OPINION: Think beyond the (PERM) box: Reconsidering late registration

(Sasha Matthews • The Student Life)

Course registration. These two words can sound like a death knell for many 5C students. It’s a time full of uncomfortable unpredictability and rising frustration. The weeks leading up to registration are full of anticipation: chances are that you’ll see everyone around you ‘Hyperscheduling,’ reading course reviews and browsing RateMyProfessor.

Despite all the time spent planning, there’s a relatively high chance — especially for fellow first-years — that all your meticulous planning might just go out the window on registration day when you sit in front of your computer and watch courses fill up in front of your eyes. However, this is also an opportunity to avoid restricting yourself academically and to reconsider what you want to explore.

As a first-year, this is only my second time going through the course registration process, but I feel well-equipped with all of the advice I’ve gotten. “PERM as much as possible. Show up to classes. Email professors.” The list of what to do and what not to do goes on and on, adding another element of tension as we count down the days.

Flashback to August: I’d been quite lucky with how my schedule turned out, ultimately getting into all the courses I’d wanted with minimal hassle. As I sat back and reflected on the process, I began to wonder. Maybe course registration wasn’t so bad! Maybe people were just being overdramatic.

This semester, I have a 4:15 p.m. registration time.

All my dreamy, misguided optimism regarding the simplicity of course registration quickly went out the window. As I shared my situation and compared registration times with friends, I became accustomed to the reactionary grimaces and sympathetic smiles I’d receive. I stared wistfully at the dream schedule I’d planned out in my Notes app and bid it a tentative goodbye.

However, when I finally sat down to browse all of the available courses — not just courses I’d ingrained in my mind as necessary to take for an Economics major, or courses I felt like I had to take because they sounded impressive — I began to realize just how much I’d been limiting myself. I’d already begun to lock myself into the mindset of taking classes for a major that seemed acceptable, or classes that seemed like appropriate building blocks towards a career that’s still largely intangible.

I remember how during Orientation Week, Pomona College’s “more than the major” academic rhetoric was clowned upon by students, maybe just because it was over-exhausted in orientation presentations and sessions. However, it’s something that we should keep in mind, especially for first-years. We should remember that we are at a liberal arts college. So much of the opportunity here comes from exploring topics we lack experience in, might not be the best at or that are completely unrelated to our majors.

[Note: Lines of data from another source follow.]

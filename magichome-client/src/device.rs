//! The device client facade.
//!
//! [`DeviceClient`] turns commands into frames and sends them over a lazily
//! opened connection. Sending follows one fixed algorithm:
//!
//! 1. Connect if not connected.
//! 2. Write the frame.
//! 3. If the peer reset the connection, disconnect, reconnect and write the
//!    same frame again, once. The result of that second write is returned.
//! 4. Any other failure is returned immediately.
//! 5. With `close_after_send` set, the connection is closed after the
//!    attempt, whatever its outcome.
//!
//! Commands on one client are serialized: each holds the connection lock
//! from connect to final write, so frames from concurrent callers never
//! interleave on the socket.

use crate::config::Config;
use crate::connection::ConnectionManager;
use crate::errors::MagicHomeError;
use crate::messages::DeviceCommand;
use crate::observer::{ConnectionObserver, TracingObserver};
use crate::transport::{Connector, TcpConnector};
use magichome_protocol::{ChannelOrder, ConnectionState, Frame};
use std::sync::atomic::{AtomicBool, Ordering};
use std::sync::Arc;
use tokio::sync::Mutex;

/// Number of resends after a connection reset.
pub const MAX_RESET_RETRIES: u32 = 1;

/// Client for a single RGB(W) device.
///
/// The client starts disconnected and connects on the first command. It is
/// `Send + Sync` and can be shared between tasks behind an [`Arc`].
///
/// # Examples
///
/// ```no_run
/// use magichome_client::{ChannelOrder, DeviceClient};
///
/// # async fn example() -> Result<(), magichome_client::MagicHomeError> {
/// let device = DeviceClient::new("192.168.2.61", ChannelOrder::Rgb)?;
/// device.set_power(true).await?;
/// device.set_color_rgbw(255, 255, 255, 255).await?;
/// device.set_color_hsv(120.0, 100.0, 100.0).await?;
/// # Ok(())
/// # }
/// ```
pub struct DeviceClient<C: Connector = TcpConnector> {
    host: String,
    channel_order: ChannelOrder,
    close_after_send: AtomicBool,
    connection: Mutex<ConnectionManager<C>>,
    observer: Arc<dyn ConnectionObserver>,
}

impl DeviceClient<TcpConnector> {
    /// Creates a client for the device at `host` on the default port.
    ///
    /// # Errors
    ///
    /// Returns [`MagicHomeError::Config`] if `host` is empty.
    pub fn new(
        host: impl Into<String>,
        channel_order: ChannelOrder,
    ) -> Result<Self, MagicHomeError> {
        let config = Config::builder()
            .host(host)
            .channel_order(channel_order)
            .build()?;
        Ok(Self::from_config(config, TcpConnector, Arc::new(TracingObserver)))
    }
}

impl<C: Connector> DeviceClient<C> {
    /// Assembles a client from a validated configuration.
    pub(crate) fn from_config(
        config: Config,
        connector: C,
        observer: Arc<dyn ConnectionObserver>,
    ) -> Self {
        let connection = ConnectionManager::new(
            connector,
            config.connection.host.clone(),
            config.connection.port,
            config.connect_timeout(),
            config.write_timeout(),
            Arc::clone(&observer),
        );

        Self {
            host: config.connection.host,
            channel_order: config.device.channel_order,
            close_after_send: AtomicBool::new(config.device.close_after_send),
            connection: Mutex::new(connection),
            observer,
        }
    }

    /// The device host.
    #[must_use]
    pub fn host(&self) -> &str {
        &self.host
    }

    /// The channel order used for color frames.
    #[must_use]
    pub fn channel_order(&self) -> ChannelOrder {
        self.channel_order
    }

    /// Whether the connection is closed after every command.
    #[must_use]
    pub fn close_after_send(&self) -> bool {
        self.close_after_send.load(Ordering::SeqCst)
    }

    /// Close the connection after every command (or stop doing so).
    ///
    /// Takes effect from the next command that completes.
    pub fn set_close_after_send(&self, close: bool) {
        self.close_after_send.store(close, Ordering::SeqCst);
    }

    /// Current connection state.
    ///
    /// Waits for any in-flight command to finish.
    pub async fn state(&self) -> ConnectionState {
        self.connection.lock().await.state()
    }

    /// Returns true when a connection is open.
    pub async fn is_connected(&self) -> bool {
        self.state().await.is_connected()
    }

    /// Opens the connection now instead of on the first command.
    ///
    /// # Errors
    ///
    /// Returns an error if the connection cannot be established.
    pub async fn connect(&self) -> Result<(), MagicHomeError> {
        self.connection.lock().await.connect().await
    }

    /// Closes the connection if it is open.
    pub async fn disconnect(&self) {
        self.connection.lock().await.disconnect().await;
    }

    /// Switches the device on or off.
    ///
    /// Returns the number of bytes written.
    ///
    /// # Errors
    ///
    /// See [`send`](Self::send).
    pub async fn set_power(&self, on: bool) -> Result<usize, MagicHomeError> {
        self.execute(DeviceCommand::Power { on }).await
    }

    /// Sets red, green, blue and white channel levels.
    ///
    /// # Errors
    ///
    /// See [`send`](Self::send).
    pub async fn set_color_rgbw(
        &self,
        r: u8,
        g: u8,
        b: u8,
        w: u8,
    ) -> Result<usize, MagicHomeError> {
        self.execute(DeviceCommand::Rgbw { r, g, b, w }).await
    }

    /// Sets red, green and blue with the white channel off.
    ///
    /// # Errors
    ///
    /// See [`send`](Self::send).
    pub async fn set_color_rgb(&self, r: u8, g: u8, b: u8) -> Result<usize, MagicHomeError> {
        self.set_color_rgbw(r, g, b, 0).await
    }

    /// Sets a color in HSV space, with `h` in degrees `[0, 360)` and `s`,
    /// `v` in percent `[0, 100]`. The white channel is switched off.
    ///
    /// # Errors
    ///
    /// Returns [`MagicHomeError::InvalidInput`] before any I/O if a component
    /// is out of range; otherwise see [`send`](Self::send).
    pub async fn set_color_hsv(&self, h: f64, s: f64, v: f64) -> Result<usize, MagicHomeError> {
        self.execute(DeviceCommand::Hsv { h, s, v }).await
    }

    /// Encodes and sends a command.
    ///
    /// # Errors
    ///
    /// Returns an error if the command is invalid or sending fails.
    pub async fn execute(&self, command: DeviceCommand) -> Result<usize, MagicHomeError> {
        let frame = command.to_frame(self.channel_order)?;
        tracing::trace!("{:?} -> {}", command, frame);
        self.send(&frame).await
    }

    /// Sends a frame, reconnecting and resending once if the peer reset the
    /// connection.
    ///
    /// Returns the number of bytes written by the successful write.
    ///
    /// # Errors
    ///
    /// - [`MagicHomeError::ConnectionFailed`] / [`MagicHomeError::Timeout`]
    ///   if connecting (or reconnecting) fails
    /// - [`MagicHomeError::ConnectionReset`] if the resend also hit a reset
    /// - [`MagicHomeError::Transport`] for any other write failure
    pub async fn send(&self, frame: &Frame) -> Result<usize, MagicHomeError> {
        let mut connection = self.connection.lock().await;
        let result = self.send_locked(&mut connection, frame).await;
        if self.close_after_send() {
            connection.disconnect().await;
        }
        result
    }

    async fn send_locked(
        &self,
        connection: &mut ConnectionManager<C>,
        frame: &Frame,
    ) -> Result<usize, MagicHomeError> {
        connection.connect().await?;

        let mut retries_left = MAX_RESET_RETRIES;
        loop {
            match connection.write(frame).await {
                Ok(written) => return Ok(written),
                Err(err) if err.is_connection_reset() && retries_left > 0 => {
                    retries_left -= 1;
                    self.observer.on_connection_reset(&connection.address(), &err);
                    connection.disconnect().await;
                    connection.connect().await?;
                }
                Err(err) => {
                    // The stream may hold a partial frame; a fresh connection
                    // keeps the next command aligned.
                    connection.disconnect().await;
                    return Err(err);
                }
            }
        }
    }
}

In a roundabout way, having a late course registration time has made me do just this. It’s made me reach far beyond what I’d locked myself into without really considering what I want to do.

Maybe a part of this learned optimism is just delusion or, more specifically, deluding myself into accepting my late registration time, but it’s also helped me embrace a mindset that stretches far beyond this one aspect of college life. In a strange way, the unpredictability and the conscious lack of control bring a necessary yet comforting embrace of the unknown.

For my fellow first-years worried about course registration day, here’s your reminder that you’ll be just fine regardless of what unexpected schedule you might end up with. Things can and likely will change. If you’re undecided on your major and still oscillating between many potential areas of study like me, challenge yourself to look beyond the boundaries you might’ve unintentionally put up. Who knows? There may be a class you’ve never considered that could introduce a new way of thinking or a new way of understanding yourself.

Go in with an open mind! Just don’t forget to PERM.

Michelle Zhang PO ’27 is from the Bay Area. She’s a proud lefty and has a Duolingo streak of six years.